Among the family-friendly provisions are five days of paid paternity leave for new fathers and one-hour nursing breaks for new mothers in addition to the normal daily one-hour break. Fathers who have worked with the company for at least a year are able to take the paternity leave within one month from the child being born or from a child's adoption.
“In addition to the five days of paid paternity leave, there is also now a right for a father to take paid time off to attend appointments with their wife for antenatal care,” said Ms Ford.
The maternity leave has changed from a minimum of three months to a maximum of 65 work days - which equates to about the same amount of time. As before, the first half of the leave is paid at full pay and second half at half pay.
At the same time, sick leave has been reduced from 90 days to 60 days. Instead of full pay for 90 days, employees are only entitled to full pay for 10 working days and half pay for 20 working days.
“I suspect it was partly to be in line with other parts of the world and also to reflect the needs of businesses to keep costs down where necessary,” Ms Ford said. “It’s still very generous — 12 weeks of sick leave with six weeks of those at full or half pay.”
Other updates in the law include an increase in the minimum hiring age from 15 to 16 and a stipulation that any investment schemes replacing gratuity payments must offer the same value.
In April the DIFC said it would replace expatriate workers' end-of-service gratuity with a funded, trust-based savings scheme starting on January 1, 2020. The new employment law states a gratuity payment will not apply to an employee "who agrees in writing to receive contributions from their employer into a pension scheme, retirement savings scheme or any substantially similar scheme, whether located in the UAE or elsewhere, instead of a gratuity payment".
The 2005 law stated that employees had the option to choose between a gratuity payment and “pension scheme”. The 2019 law specifies that the aggregate contributions made by an employer for the investment or pension scheme must not be less than the gratuity payment.

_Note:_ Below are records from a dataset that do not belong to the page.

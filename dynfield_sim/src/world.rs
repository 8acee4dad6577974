//! Simulated robot: a table scene seen by a color camera, an arm moving its
//! end effector over the table, and a one-axis gripper.
//!
//! Sensors and actuators reach the shared world through `Rc<RefCell<_>>`;
//! the whole simulation runs on one thread.

use std::cell::RefCell;
use std::rc::Rc;

use dynfield::math::{gauss_1d, ramp_readout};
use dynfield::prng::Prng;
use dynfield::{Connectable, DynamicField, FieldParams};
use ndarray::{Array1, ArrayD, Axis, IxDyn};
use tracing::{debug, info};

use crate::config::{SceneObject, SimConfig};

/// Amplitude of the bump a sensor writes at the sensed location.
const SENSOR_AMPLITUDE: f64 = 6.0;
const SENSOR_WIDTH: f64 = 1.0;

#[derive(Debug, Clone)]
pub struct World {
    pub tick: u64,
    pub scene: Vec<SceneObject>,
    /// End effector position over the table, both axes in `[0, 1]`.
    pub end_effector: [f64; 2],
    /// Gripper opening in `[0, 1]`.
    pub gripper: f64,
    pub arm_enabled: bool,
    pub gripper_enabled: bool,
}

pub type SharedWorld = Rc<RefCell<World>>;

impl World {
    pub fn new(config: &SimConfig) -> SharedWorld {
        Rc::new(RefCell::new(Self {
            tick: 0,
            scene: config.scene.clone(),
            end_effector: config.end_effector_start.map(|v| v.clamp(0.0, 1.0)),
            gripper: config.gripper_start.clamp(0.0, 1.0),
            arm_enabled: true,
            gripper_enabled: true,
        }))
    }

    pub fn visible(&self) -> impl Iterator<Item = &SceneObject> + '_ {
        self.scene.iter().filter(move |o| o.visible_from <= self.tick)
    }
}

/// Sensor activation over `sizes`: a bump at every point (in index
/// coordinates) on a resting level of -5. Overlapping bumps take the max.
fn sensed_activation(sizes: &[usize], points: &[Vec<f64>]) -> ArrayD<f64> {
    let mut activation = ArrayD::from_elem(IxDyn(sizes), 0.0_f64);
    for point in points {
        let profiles: Vec<Array1<f64>> = sizes
            .iter()
            .zip(point)
            .enumerate()
            .map(|(d, (&size, &center))| {
                let amplitude = if d == 0 { SENSOR_AMPLITUDE } else { 1.0 };
                gauss_1d(size, amplitude, SENSOR_WIDTH, center)
            })
            .collect();
        for (idx, a) in activation.indexed_iter_mut() {
            let v: f64 = profiles.iter().enumerate().map(|(d, p)| p[idx[d]]).product();
            *a = a.max(v);
        }
    }
    activation - 5.0
}

#[derive(Debug, Clone, Copy, PartialEq, Eq)]
enum Reading {
    Camera,
    EndEffector,
    Gripper,
}

/// A sensor field: its activation is overwritten each tick from the world,
/// and its output is the sigmoid of that.
pub struct Sensor {
    world: SharedWorld,
    reading: Reading,
    field: DynamicField,
}

impl Sensor {
    fn with_reading(world: SharedWorld, reading: Reading, sizes: &[usize], label: &str) -> Self {
        let params = FieldParams {
            noise_strength: 0.0,
            ..FieldParams::default()
        };
        Self {
            world,
            reading,
            field: DynamicField::with_params(sizes, params).with_label(label),
        }
    }

    /// Color camera over the table with axes x, y and hue. Objects are seen
    /// at pixel resolution; hue is continuous.
    pub fn camera(world: SharedWorld, sizes: [usize; 3]) -> Self {
        Self::with_reading(world, Reading::Camera, &sizes, "camera")
    }

    pub fn end_effector(world: SharedWorld, sizes: [usize; 2]) -> Self {
        Self::with_reading(world, Reading::EndEffector, &sizes, "end_effector_sensor")
    }

    pub fn gripper(world: SharedWorld, size: usize) -> Self {
        Self::with_reading(world, Reading::Gripper, &[size], "gripper_sensor")
    }

    fn sensed_points(&self, world: &World) -> Vec<Vec<f64>> {
        let sizes = self.field.sizes();
        let at = |fraction: f64, axis: usize| SimConfig::to_index(fraction, sizes[axis]);
        match self.reading {
            Reading::Camera => world
                .visible()
                .map(|o| vec![at(o.x, 0).round(), at(o.y, 1).round(), at(o.hue, 2)])
                .collect(),
            Reading::EndEffector => {
                let [x, y] = world.end_effector;
                vec![vec![at(x, 0), at(y, 1)]]
            }
            Reading::Gripper => vec![vec![at(world.gripper, 0)]],
        }
    }
}

impl Connectable for Sensor {
    fn label(&self) -> &str {
        self.field.label()
    }

    fn input_dimension_sizes(&self) -> Option<&[usize]> {
        None
    }

    fn output_dimension_sizes(&self) -> Option<&[usize]> {
        Some(self.field.sizes())
    }

    fn output(&self) -> &ArrayD<f64> {
        self.field.output()
    }

    fn step(&mut self, _inputs: &[ArrayD<f64>], _rng: &mut Prng) {
        let points = self.sensed_points(&self.world.borrow());
        let activation = sensed_activation(self.field.sizes(), &points);
        // shape is ours by construction
        let _ = self.field.set_activation(activation);
    }
}

/// Relaxes a position in `[0, 1]` onto the centroid of a 1-D profile.
///
/// A 0-D controller field with resting level 0 sets the dynamics: its boost
/// is the profile read out against a `[0, 1]` ramp and its normalization is
/// the profile's total mass. Without a peak the mass is ~0 and the position
/// stays put. The Euler gain `speed * mass / tau` is capped at 1, so a wide
/// or strong peak lands on its centroid instead of overshooting.
struct RampController {
    field: DynamicField,
    speed: f64,
}

impl RampController {
    fn new(label: &str, speed: f64) -> Self {
        let params = FieldParams {
            resting_level: 0.0,
            relaxation_time: 5.0,
            noise_strength: 0.0,
            ..FieldParams::default()
        };
        Self {
            field: DynamicField::with_params(&[], params).with_label(label),
            speed,
        }
    }

    fn advance(&mut self, position: f64, profile: &[f64]) -> f64 {
        let mass: f64 = profile.iter().sum();
        self.field.params_mut().normalization = mass;
        // uniform boost on a 0-D controller cannot fail
        let _ = self.field.set_boost(ramp_readout(profile, 0.0, 1.0));

        let current = ArrayD::from_elem(IxDyn(&[]), position);
        let rate = self.field.change_for(&current, &[])[IxDyn(&[])];
        let gain = self.speed * mass / self.field.params().relaxation_time;
        let step = if gain > 1.0 {
            self.speed * rate / gain
        } else {
            self.speed * rate
        };
        (position + step).clamp(0.0, 1.0)
    }
}

/// Drives the gripper opening toward the peak of its input field.
pub struct GripperActuator {
    world: SharedWorld,
    sizes: [usize; 1],
    controller: RampController,
    inert: ArrayD<f64>,
}

impl GripperActuator {
    pub fn new(world: SharedWorld, size: usize, speed: f64) -> Self {
        Self {
            world,
            sizes: [size],
            controller: RampController::new("gripper_controller", speed),
            inert: ArrayD::zeros(IxDyn(&[])),
        }
    }
}

impl Connectable for GripperActuator {
    fn label(&self) -> &str {
        "gripper_actuator"
    }

    fn input_dimension_sizes(&self) -> Option<&[usize]> {
        Some(&self.sizes)
    }

    fn output_dimension_sizes(&self) -> Option<&[usize]> {
        None
    }

    fn output(&self) -> &ArrayD<f64> {
        &self.inert
    }

    fn step(&mut self, inputs: &[ArrayD<f64>], _rng: &mut Prng) {
        let Some(profile) = inputs.first() else {
            return;
        };
        let mut world = self.world.borrow_mut();
        if !world.gripper_enabled {
            return;
        }
        let samples: Vec<f64> = profile.iter().copied().collect();
        world.gripper = self.controller.advance(world.gripper, &samples);
    }

    fn release(&mut self) {
        let mut world = self.world.borrow_mut();
        if world.gripper_enabled {
            world.gripper_enabled = false;
            info!(opening = world.gripper, "gripper released");
        }
    }
}

/// Drives the end effector toward the peak of a 2-D field over the table.
/// Each axis follows the field's max-projection onto that axis.
pub struct ArmActuator {
    world: SharedWorld,
    sizes: [usize; 2],
    controllers: [RampController; 2],
    inert: ArrayD<f64>,
}

impl ArmActuator {
    pub fn new(world: SharedWorld, sizes: [usize; 2], speed: f64) -> Self {
        Self {
            world,
            sizes,
            controllers: [
                RampController::new("arm_controller_x", speed),
                RampController::new("arm_controller_y", speed),
            ],
            inert: ArrayD::zeros(IxDyn(&[])),
        }
    }
}

impl Connectable for ArmActuator {
    fn label(&self) -> &str {
        "arm_actuator"
    }

    fn input_dimension_sizes(&self) -> Option<&[usize]> {
        Some(&self.sizes)
    }

    fn output_dimension_sizes(&self) -> Option<&[usize]> {
        None
    }

    fn output(&self) -> &ArrayD<f64> {
        &self.inert
    }

    fn step(&mut self, inputs: &[ArrayD<f64>], _rng: &mut Prng) {
        let Some(plane) = inputs.first() else {
            return;
        };
        let mut world = self.world.borrow_mut();
        if !world.arm_enabled {
            return;
        }
        for (axis, controller) in self.controllers.iter_mut().enumerate() {
            // keep `axis`, fold the other one
            let profile = plane.fold_axis(Axis(1 - axis), 0.0_f64, |acc, v| acc.max(*v));
            let samples: Vec<f64> = profile.iter().copied().collect();
            world.end_effector[axis] = controller.advance(world.end_effector[axis], &samples);
        }
    }

    fn release(&mut self) {
        let mut world = self.world.borrow_mut();
        if world.arm_enabled {
            world.arm_enabled = false;
            let [x, y] = world.end_effector;
            info!(x, y, "arm released");
        }
    }
}

/// Advances world time. Stepped first each tick so every sensor sees the
/// same scene.
pub struct Clock {
    world: SharedWorld,
    inert: ArrayD<f64>,
}

impl Clock {
    pub fn new(world: SharedWorld) -> Self {
        Self {
            world,
            inert: ArrayD::zeros(IxDyn(&[])),
        }
    }
}

impl Connectable for Clock {
    fn label(&self) -> &str {
        "clock"
    }

    fn input_dimension_sizes(&self) -> Option<&[usize]> {
        None
    }

    fn output_dimension_sizes(&self) -> Option<&[usize]> {
        None
    }

    fn output(&self) -> &ArrayD<f64> {
        &self.inert
    }

    fn step(&mut self, _inputs: &[ArrayD<f64>], _rng: &mut Prng) {
        let mut world = self.world.borrow_mut();
        world.tick += 1;
        let tick = world.tick;
        for object in world.scene.iter().filter(|o| o.visible_from == tick) {
            debug!(hue = object.hue, x = object.x, y = object.y, tick, "object enters view");
        }
    }
}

The gratuity payment is equal to 21 days of the employee’s basic wage for each year of the first five years of service and 30 days of the basic wage for each additional year of service, provided that the total does not exceed an amount equal to double the annual wage of the employee.
The law also puts limitations on the penalties for employers who do not pay employees the gratuity payments within 14 days after termination. An employee is entitled to a penalty equal to his/her daily wage for each day the employer is late. However, the penalty may only be awarded if the amount due is greater than the employee’s weekly wage. Penalties are waived if there is a dispute pending in court or the employee’s “unreasonable conduct” is the cause of the employee failing to receive the amount due.
Ms Ford said that this reflects “a more practical approach of where clearly there is wrongdoing on the part of the employer they should have to pay the penalty, but where there is for example an accounting error or a genuine dispute between the parties, then that penalty does not arise”.
Sheikh Mohammed bin Rashid, Vice President of the UAE and Ruler of Dubai, enacted the new employment law, along with a new DIFC insolvency law earlier this week. The insolvency law, which will facilitate bankruptcy restructuring and provide an administration process where there is evidence of mismanagement or misconduct, comes into effect Thursday.